Running on a schedule
Set latest_report_date_start and latest_report_date_end to a rolling window (e.g. the past 7 days) and schedule the actor weekly. The deduplication logic ensures previously processed PDFs are skipped automatically.
Skipping the database
Set skip_db_export: true to use the actor without any database — all data will be available in your Apify dataset and can be exported to JSON, CSV, or connected to other tools via the Apify platform.
Direct PDF processing
If you have a specific PDF URL (e.g. from a notification or email), you can pass it directly as a start URL:
{"start_urls": [{ "url": "https://files.ofsted.gov.uk/v1/file/50287454" }],"skip_db_export": true}
⚠️ Limitations
- Only processes Full Inspection reports for children's homes (Ofsted level 2 type 11). Other provision types or report formats are not currently supported.

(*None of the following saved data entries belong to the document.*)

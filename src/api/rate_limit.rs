//! Rate limiting middleware using a sliding window algorithm.
//!
//! Credential endpoints get a much smaller budget than the rest of the API so
//! password guessing stays slow.

use axum::{
    body::Body,
    extract::{ConnectInfo, State},
    http::{HeaderValue, Request},
    middleware::Next,
    response::{IntoResponse, Response},
};
use dashmap::DashMap;
use std::net::{IpAddr, Ipv4Addr, SocketAddr};
use std::sync::Arc;
use std::time::{Duration, Instant};

use super::error::ApiError;
use crate::config::RateLimitConfig;
use crate::AppState;

/// Rate limit tier for different endpoint types
#[derive(Debug, Clone, Copy, PartialEq, Eq, Hash)]
pub enum RateLimitTier {
    /// Catalog, booking, staff, profile and payment endpoints
    Api,
    /// Login and registration
    Auth,
}

#[derive(Debug, Clone)]
struct RateLimitEntry {
    /// Tokens remaining in the current window
    tokens: u32,
    window_start: Instant,
    last_request: Instant,
}

impl RateLimitEntry {
    fn new(max_tokens: u32) -> Self {
        let now = Instant::now();
        Self {
            tokens: max_tokens,
            window_start: now,
            last_request: now,
        }
    }
}

/// Thread-safe rate limiter keyed by client IP and tier
#[derive(Debug)]
pub struct RateLimiter {
    entries: DashMap<(IpAddr, RateLimitTier), RateLimitEntry>,
    config: RateLimitConfig,
    window_duration: Duration,
}

impl RateLimiter {
    pub fn new(config: RateLimitConfig) -> Self {
        Self {
            entries: DashMap::new(),
            window_duration: Duration::from_secs(config.window_seconds),
            config,
        }
    }

    /// Check if a request should be allowed and consume a token if so.
    /// Returns Ok(info) if allowed, Err(retry_after_seconds) if rate limited.
    pub fn check_rate_limit(&self, ip: IpAddr, tier: RateLimitTier) -> Result<RateLimitInfo, u64> {
        if !self.config.enabled {
            return Ok(RateLimitInfo {
                remaining: u32::MAX,
                limit: u32::MAX,
                reset_after: 0,
            });
        }

        let max_tokens = self.max_tokens(tier);
        let now = Instant::now();

        let mut entry = self
            .entries
            .entry((ip, tier))
            .or_insert_with(|| RateLimitEntry::new(max_tokens));

        let elapsed = now.duration_since(entry.window_start);
        if elapsed >= self.window_duration {
            entry.tokens = max_tokens;
            entry.window_start = now;
        } else {
            // Replenish gradually based on time since the last request
            let since_last = now.duration_since(entry.last_request);
            let replenish_rate = max_tokens as f64 / self.window_duration.as_secs_f64();
            let replenished = (since_last.as_secs_f64() * replenish_rate) as u32;
            entry.tokens = entry.tokens.saturating_add(replenished).min(max_tokens);
        }

        entry.last_request = now;

        let elapsed = now.duration_since(entry.window_start);
        if entry.tokens > 0 {
            entry.tokens -= 1;
            Ok(RateLimitInfo {
                remaining: entry.tokens,
                limit: max_tokens,
                reset_after: self.window_duration.saturating_sub(elapsed).as_secs(),
            })
        } else {
            Err(self.window_duration.saturating_sub(elapsed).as_secs().max(1))
        }
    }

    fn max_tokens(&self, tier: RateLimitTier) -> u32 {
        match tier {
            RateLimitTier::Api => self.config.api_requests_per_window,
            RateLimitTier::Auth => self.config.auth_requests_per_window,
        }
    }

    /// Drop entries idle for more than two windows
    pub fn cleanup_expired(&self) {
        let now = Instant::now();
        let expiry = self.window_duration * 2;

        self.entries
            .retain(|_, entry| now.duration_since(entry.window_start) < expiry);
    }

    pub fn entry_count(&self) -> usize {
        self.entries.len()
    }
}

/// Information about rate limit status
#[derive(Debug, Clone)]
pub struct RateLimitInfo {
    pub remaining: u32,
    pub limit: u32,
    /// Seconds until the window resets
    pub reset_after: u64,
}

/// Client IP for limiter keys. Proxy headers are only consulted when trusted;
/// otherwise the peer address of the connection is used.
fn extract_client_ip(request: &Request<Body>, trust_proxy_headers: bool) -> IpAddr {
    if trust_proxy_headers {
        if let Some(ip) = forwarded_ip(request) {
            return ip;
        }
    }

    request
        .extensions()
        .get::<ConnectInfo<SocketAddr>>()
        .map(|ConnectInfo(addr)| addr.ip())
        .unwrap_or(IpAddr::V4(Ipv4Addr::LOCALHOST))
}

fn forwarded_ip(request: &Request<Body>) -> Option<IpAddr> {
    let headers = request.headers();

    let forwarded = headers
        .get("x-forwarded-for")
        .and_then(|v| v.to_str().ok())
        .and_then(|v| v.split(',').next())
        .and_then(|ip| ip.trim().parse::<IpAddr>().ok());
    if forwarded.is_some() {
        return forwarded;
    }

    headers
        .get("x-real-ip")
        .and_then(|v| v.to_str().ok())
        .and_then(|ip| ip.trim().parse::<IpAddr>().ok())
}

/// Rate limiting middleware for general API endpoints
pub async fn rate_limit_api(
    State(state): State<Arc<AppState>>,
    request: Request<Body>,
    next: Next,
) -> Response {
    rate_limit_with_tier(state, request, next, RateLimitTier::Api).await
}

/// Rate limiting middleware for login and registration
pub async fn rate_limit_auth(
    State(state): State<Arc<AppState>>,
    request: Request<Body>,
    next: Next,
) -> Response {
    rate_limit_with_tier(state, request, next, RateLimitTier::Auth).await
}

async fn rate_limit_with_tier(
    state: Arc<AppState>,
    request: Request<Body>,
    next: Next,
    tier: RateLimitTier,
) -> Response {
    let ip = extract_client_ip(&request, state.config.rate_limit.trust_proxy_headers);

    match state.rate_limiter.check_rate_limit(ip, tier) {
        Ok(info) => {
            let mut response = next.run(request).await;
            let headers = response.headers_mut();
            for (name, value) in [
                ("x-ratelimit-limit", info.limit as u64),
                ("x-ratelimit-remaining", info.remaining as u64),
                ("x-ratelimit-reset", info.reset_after),
            ] {
                if let Ok(value) = HeaderValue::from_str(&value.to_string()) {
                    headers.insert(name, value);
                }
            }
            response
        }
        Err(retry_after) => {
            tracing::warn!(ip = %ip, tier = ?tier, retry_after, "Rate limit exceeded");
            ApiError::rate_limited(retry_after).into_response()
        }
    }
}

/// Spawn a background task to periodically clean up expired rate limit entries
pub fn spawn_cleanup_task(rate_limiter: Arc<RateLimiter>, cleanup_interval_secs: u64) {
    tokio::spawn(async move {
        let interval = Duration::from_secs(cleanup_interval_secs.max(1));
        loop {
            tokio::time::sleep(interval).await;
            rate_limiter.cleanup_expired();
            tracing::debug!(
                "Rate limiter cleanup complete, {} entries remaining",
                rate_limiter.entry_count()
            );
        }
    });
}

- PDF parsing relies on consistent Ofsted report formatting. Older or non-standard PDFs are captured in the unsupported reports table rather than discarded silently.
- The actor respects a 2-second delay between requests to avoid overloading the Ofsted server.
📄 License
This actor is provided for legitimate research, compliance monitoring, and data analysis use cases. All data is sourced from publicly available Ofsted reports. Users are responsible for ensuring their use complies with applicable terms of service and data protection regulations.